10. Transformants are selected after 30℃ culture for 3-5 days.

(1)First,incubate yeast with foregin genes with 2% glucose in FunGenome SD /-Ura medium (YGM003A-3) at 30℃ , shaking culture at 280 rpm until its OD600 reaches 1.2-1.4 .
(2)Centrifuge the yeast culture at 1000 rpm for 5 minutes, and then discard the supernatant.
(3)Suspend the cells with 200-300ml FunGenome Sc-Ura liquid medium without any sugar; mix them well,and then centrifuge the solution and discard the supernatant.
(4) Add 500ml (Sc-U) medium without any sugar, and continue shaking for 3 hours to deplete the glucose in the cell. (Note:glucose is a strong inhibitor of the GAL promoter. In the presence of a trace amount of glucose, genes driven by the GAL1 promoter will not be expressed)
(5)Centrifuge the solution and discard the supernatant, which is to be replaced by 500ml fresh Sc-Ura medium YGM003A-3; add raffinose and galactose (the final concentration should be 2%) and continue shaking the yeast culture for 8-12 hours. If the heterologously expressed protein is toxic to yeast cells, the expression time should not exceed 5 hours. Special attention should be paid that raffinose and galactose cannot be autoclaved. It is recommended to prepare a 40% sterile mother liquor that has been filtered and sterilized

(1)Sample preparation: apply 2-3 μl of bacterial liquid after induction on a piece of clean sterile slide, and then add 3-5 μl sterile ddH2O to dilute and expand the area of bacterial liquid. Draw a circle around the bacterial solution at a diameter that is 1-2 mm longger than the one of the solution.
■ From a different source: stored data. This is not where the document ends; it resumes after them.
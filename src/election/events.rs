//! Leadership event delivery to the host.
//!
//! Subscribers bind by topic name without importing engine internals; the
//! payload carries the lease name so one subscriber can multiplex several
//! electors.

use serde::{Deserialize, Serialize};
use tokio::sync::broadcast;
use tracing::debug;

/// Topic name for leadership-gained notifications.
pub const ELECTED_TOPIC: &str = "leader.elected";

/// Topic name for leadership-lost notifications.
pub const LOST_TOPIC: &str = "leader.lost";

/// Buffered events per subscriber before the slowest one starts lagging.
pub(crate) const EVENT_CHANNEL_CAPACITY: usize = 16;

/// A leadership transition observed by this participant.
///
/// Serializes as `{"kind": "elected"|"lost", "leaseName": ...}` for hosts
/// that forward events onto an external bus.
#[derive(Debug, Clone, PartialEq, Eq, Serialize, Deserialize)]
#[serde(tag = "kind", rename_all = "lowercase", rename_all_fields = "camelCase")]
pub enum LeadershipEvent {
    Elected { lease_name: String },
    Lost { lease_name: String },
}

impl LeadershipEvent {
    pub(crate) fn elected(lease_name: &str) -> Self {
        LeadershipEvent::Elected {
            lease_name: lease_name.to_string(),
        }
    }

    pub(crate) fn lost(lease_name: &str) -> Self {
        LeadershipEvent::Lost {
            lease_name: lease_name.to_string(),
        }
    }

    /// Fixed topic string for this event kind.
    pub fn topic(&self) -> &'static str {
        match self {
            LeadershipEvent::Elected { .. } => ELECTED_TOPIC,
            LeadershipEvent::Lost { .. } => LOST_TOPIC,
        }
    }

    /// Name of the lease this transition concerns.
    pub fn lease_name(&self) -> &str {
        match self {
            LeadershipEvent::Elected { lease_name } | LeadershipEvent::Lost { lease_name } => {
                lease_name
            }
        }
    }
}

/// Fire-and-forget fan-out of leadership events.
///
/// Delivery failures (no subscribers, lagged subscribers) never propagate
/// back into the engine.
#[derive(Clone)]
pub struct EventSink {
    tx: broadcast::Sender<LeadershipEvent>,
}

impl EventSink {
    pub(crate) fn new(capacity: usize) -> Self {
        let (tx, _) = broadcast::channel(capacity);
        Self { tx }
    }

    /// Register a new subscriber. Events emitted before this call are not
    /// replayed.
    pub fn subscribe(&self) -> broadcast::Receiver<LeadershipEvent> {
        self.tx.subscribe()
    }

    pub(crate) fn emit(&self, event: LeadershipEvent) {
        debug!(
            topic = event.topic(),
            lease_name = event.lease_name(),
            "emitting leadership event"
        );
        // A send error only means nobody is subscribed right now.
        let _ = self.tx.send(event);
    }
}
Wait until it dires naturally.
(2)Sealing: drop Cool Polyoxymethylene (PFA) at appropriate amount onto the slide to cover the mycoderm and wait for 5 min to fix the cell morphology, and the wait until it dries naturally. (CAUTION : the mycoderm should be kept in PFA during the 5 min's waiting).
(3)Cleaning: add 200 μl 1xPBS to the mycoderm, and remove it after slight vibration.
(4)Primary antibody incubation: put the slide into a slide box with water, and then add 100 μl primary antibody( His-tag antibody,Mouse) at working concentration. Place the slide in a 37 ℃ incubator for 45 min-1h.
(5)Cleaning: remove the primary antibody with 200 μl 1xPBS. Remove 1xPBS after slight vibration. Repeat this procedure for 3 times.
(6) Secondary antibody incubation: put the slide into an opaque glass box with water, and cover the mycoderm with 100 μl secondary antibody at working concentration. Place the slide box in a 37℃ incubator for 45min-1h.
(7)Cleaning: add 200 μl 1xPBS to the mycoderm, and remove it after slight vibration.
(8)Mounting: add 1-2 drops of Antifade Mounting Medium (or glycerin) on the mycoderm ,cover it with acover glass and remove all air bubbles.
(9)Observation: observe the slide under a flourescent microscope in the dark.